DATA below:

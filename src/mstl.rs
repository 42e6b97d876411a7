//! MSTL forecaster: decomposes via `decomposition::mstl_decompose`, then
//! extrapolates the trend linearly and repeats the last full cycle of each
//! seasonal component.

use tracing::trace;

use crate::cancel::CancellationToken;
use crate::decomposition;
use crate::error::{ForecastError, Result};
use crate::forecaster::{Capabilities, Forecaster};
use crate::intervals;
use crate::numerics;
use crate::series::{Forecast, Series};

#[derive(Debug, Clone)]
pub struct MstlConfig {
    pub periods: Vec<usize>,
    /// LOESS trend span as a fraction of series length, in `(0, 1]`.
    pub trend_span: f64,
}

impl Default for MstlConfig {
    fn default() -> Self {
        Self { periods: Vec::new(), trend_span: 0.3 }
    }
}

impl MstlConfig {
    pub fn validate(&self) -> Result<()> {
        if self.periods.is_empty() {
            return Err(ForecastError::InvalidConfiguration(
                "mstl requires at least one seasonal period".to_string(),
            ));
        }
        if self.periods.iter().any(|&p| p < 2) {
            return Err(ForecastError::InvalidConfiguration(
                "mstl seasonal periods must be >= 2".to_string(),
            ));
        }
        if !(0.0..=1.0).contains(&self.trend_span) || self.trend_span <= 0.0 {
            return Err(ForecastError::InvalidConfiguration(
                "mstl trend_span must be in (0, 1]".to_string(),
            ));
        }
        Ok(())
    }
}

#[derive(Debug, Clone)]
pub struct Mstl {
    config: MstlConfig,
    trend: Vec<f64>,
    seasonal: Vec<Vec<f64>>,
    remainder: Vec<f64>,
    trend_slope: f64,
    residual_std: f64,
    n: usize,
}

impl Mstl {
    pub fn new(config: MstlConfig) -> Result<Self> {
        config.validate()?;
        Ok(Self { config, trend: Vec::new(), seasonal: Vec::new(), remainder: Vec::new(), trend_slope: 0.0, residual_std: 0.0, n: 0 })
    }

    fn fitted(&self) -> Vec<f64> {
        (0..self.n)
            .map(|t| self.trend[t] + self.seasonal.iter().map(|s| s[t]).sum::<f64>())
            .collect()
    }
}

impl Forecaster for Mstl {
    fn fit(&mut self, series: &Series, cancel: &CancellationToken) -> Result<()> {
        let max_period = *self.config.periods.iter().max().unwrap();
        if series.len() < (2 * max_period).max(10) {
            return Err(ForecastError::InsufficientData { needed: (2 * max_period).max(10), got: series.len() });
        }
        cancel.check()?;

        let values = series.values();
        let (trend, seasonal, remainder) = decomposition::mstl_decompose(values, &self.config.periods, self.config.trend_span)?;
        let n = values.len();
        let x: Vec<Vec<f64>> = (0..n).map(|i| vec![1.0, i as f64]).collect();
        let beta = numerics::ols(&x, &trend)?.beta;
        self.trend_slope = beta[1];

        self.trend = trend;
        self.seasonal = seasonal;
        self.remainder = remainder;
        self.n = n;

        let mean_r = self.remainder.iter().sum::<f64>() / n as f64;
        self.residual_std = (self.remainder.iter().map(|r| (r - mean_r).powi(2)).sum::<f64>() / n as f64).sqrt();

        trace!(periods = ?self.config.periods, residual_std = self.residual_std, "mstl decomposition complete");
        Ok(())
    }

    fn predict(&self, horizon: usize) -> Result<Forecast> {
        if self.n == 0 {
            return Err(ForecastError::InvalidConfiguration("mstl: predict called before fit".to_string()));
        }
        let last_trend = *self.trend.last().unwrap();
        let point: Vec<f64> = (1..=horizon)
            .map(|h| {
                let trend_part = last_trend + self.trend_slope * h as f64;
                let seasonal_part: f64 = self
                    .seasonal
                    .iter()
                    .zip(self.config.periods.iter())
                    .map(|(s, &period)| {
                        let idx = self.n - period + ((self.n + h - 1) % period);
                        s[idx.min(s.len() - 1)]
                    })
                    .sum();
                trend_part + seasonal_part
            })
            .collect();
        Ok(Forecast::point_only(point).with_fitted(self.fitted()))
    }

    fn predict_with_confidence(&self, horizon: usize, confidence_level: f64) -> Result<Forecast> {
        let base = self.predict(horizon)?;
        let z = intervals::z_score(confidence_level);
        let lower: Vec<f64> = base.point.iter().enumerate().map(|(i, p)| p - z * self.residual_std * ((i + 1) as f64).sqrt()).collect();
        let upper: Vec<f64> = base.point.iter().enumerate().map(|(i, p)| p + z * self.residual_std * ((i + 1) as f64).sqrt()).collect();
        Ok(Forecast::with_bands(base.point, lower, upper, confidence_level).with_fitted(base.fitted.unwrap_or_default()))
    }

    fn name(&self) -> String {
        "mstl".to_string()
    }

    fn capabilities(&self) -> Capabilities {
        Capabilities { prediction_intervals: true, in_sample_fitted: true, model_components: false, information_criteria: false }
    }

    fn fitted_values(&self) -> Option<Vec<f64>> {
        if self.n == 0 { None } else { Some(self.fitted()) }
    }
}

/// Picks the best single seasonal period (by in-sample residual std) from a
/// candidate list, then the full candidate set jointly, keeping whichever
/// decomposition leaves the smallest residual spread.
pub struct AutoMstl {
    candidate_periods: Vec<usize>,
    best: Option<Mstl>,
    models_evaluated: usize,
}

impl AutoMstl {
    pub fn new(candidate_periods: Vec<usize>) -> Self {
        Self { candidate_periods, best: None, models_evaluated: 0 }
    }

    pub fn models_evaluated(&self) -> usize {
        self.models_evaluated
    }
}

impl Forecaster for AutoMstl {
    fn fit(&mut self, series: &Series, cancel: &CancellationToken) -> Result<()> {
        self.models_evaluated = 0;
        let mut configs: Vec<Vec<usize>> = self.candidate_periods.iter().map(|&p| vec![p]).collect();
        if self.candidate_periods.len() > 1 {
            configs.push(self.candidate_periods.clone());
        }

        let mut best: Option<Mstl> = None;
        for periods in configs {
            cancel.check()?;
            self.models_evaluated += 1;
            let mut candidate = match Mstl::new(MstlConfig { periods, trend_span: 0.3 }) {
                Ok(m) => m,
                Err(_) => continue,
            };
            match candidate.fit(series, cancel) {
                Ok(()) => {
                    let better = best.as_ref().map(|b| candidate.residual_std < b.residual_std).unwrap_or(true);
                    if better {
                        best = Some(candidate);
                    }
                }
                Err(err) if err.is_fatal_to_search() => return Err(err),
                Err(_) => continue,
            }
        }

        self.best = Some(best.ok_or_else(|| ForecastError::NumericalFailure("AutoMSTL: no candidate converged".to_string()))?);
        Ok(())
    }

    fn predict(&self, horizon: usize) -> Result<Forecast> {
        self.best.as_ref().ok_or_else(|| ForecastError::InvalidConfiguration("AutoMSTL: predict called before fit".to_string()))?.predict(horizon)
    }

    fn predict_with_confidence(&self, horizon: usize, confidence_level: f64) -> Result<Forecast> {
        self.best
            .as_ref()
            .ok_or_else(|| ForecastError::InvalidConfiguration("AutoMSTL: predict called before fit".to_string()))?
            .predict_with_confidence(horizon, confidence_level)
    }

    fn name(&self) -> String {
        "auto_mstl".to_string()
    }

    fn capabilities(&self) -> Capabilities {
        Capabilities { prediction_intervals: true, in_sample_fitted: true, model_components: false, information_criteria: false }
    }

    fn fitted_values(&self) -> Option<Vec<f64>> {
        self.best.as_ref().and_then(|m| m.fitted_values())
    }
}

#[cfg(test)]
mod tests {
    use super::*;

    fn seasonal_series(n: usize, period: usize) -> Vec<f64> {
        (0..n).map(|i| 50.0 + 0.2 * i as f64 + 10.0 * (2.0 * std::f64::consts::PI * i as f64 / period as f64).sin()).collect()
    }

    #[test]
    fn decomposes_and_extrapolates_trend() {
        let values = seasonal_series(48, 12);
        let series = Series::new(values).unwrap();
        let mut model = Mstl::new(MstlConfig { periods: vec![12], trend_span: 0.3 }).unwrap();
        model.fit(&series, &CancellationToken::new()).unwrap();
        let forecast = model.predict(6).unwrap();
        assert_eq!(forecast.point.len(), 6);
        assert!(forecast.point.iter().all(|v| v.is_finite()));
    }

    #[test]
    fn rejects_empty_periods() {
        assert!(Mstl::new(MstlConfig { periods: vec![], trend_span: 0.3 }).is_err());
    }

    #[test]
    fn rejects_short_series() {
        let series = Series::new(vec![1.0, 2.0, 3.0, 4.0]).unwrap();
        let mut model = Mstl::new(MstlConfig { periods: vec![12], trend_span: 0.3 }).unwrap();
        assert!(model.fit(&series, &CancellationToken::new()).is_err());
    }

    #[test]
    fn auto_mstl_picks_a_candidate() {
        let values = seasonal_series(72, 12);
        let series = Series::new(values).unwrap();
        let mut auto = AutoMstl::new(vec![12, 6]);
        auto.fit(&series, &CancellationToken::new()).unwrap();
        assert_eq!(auto.models_evaluated(), 3);
    }

    #[test]
    fn cancellation_aborts_auto_mstl() {
        let values = seasonal_series(72, 12);
        let series = Series::new(values).unwrap();
        let mut auto = AutoMstl::new(vec![12]);
        let token = CancellationToken::new();
        token.cancel();
        assert!(auto.fit(&series, &token).is_err());
    }
}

End of DATA.

# PROBLEM TO WORK ON
Repeat verbatim the opening run of entries, ending with the line that contains "if !(0.0..=1.0).contains(&self.trend_span) ||".

# SOLUTION TO THIS TASK
filename src/mstl.rs
repository 42e6b97d876411a7
//! MSTL forecaster: decomposes via `decomposition::mstl_decompose`, then
//! extrapolates the trend linearly and repeats the last full cycle of each
//! seasonal component.

use tracing::trace;

use crate::cancel::CancellationToken;
use crate::decomposition;
use crate::error::{ForecastError, Result};
use crate::forecaster::{Capabilities, Forecaster};
use crate::intervals;
use crate::numerics;
use crate::series::{Forecast, Series};

#[derive(Debug, Clone)]
pub struct MstlConfig {
    pub periods: Vec<usize>,
    /// LOESS trend span as a fraction of series length, in `(0, 1]`.
    pub trend_span: f64,
}

impl Default for MstlConfig {
    fn default() -> Self {
        Self { periods: Vec::new(), trend_span: 0.3 }
    }
}

impl MstlConfig {
    pub fn validate(&self) -> Result<()> {
        if self.periods.is_empty() {
            return Err(ForecastError::InvalidConfiguration(
                "mstl requires at least one seasonal period".to_string(),
            ));
        }
        if self.periods.iter().any(|&p| p < 2) {
            return Err(ForecastError::InvalidConfiguration(
                "mstl seasonal periods must be >= 2".to_string(),
            ));
        }
        if !(0.0..=1.0).contains(&self.trend_span) || self.trend_span <= 0.0 {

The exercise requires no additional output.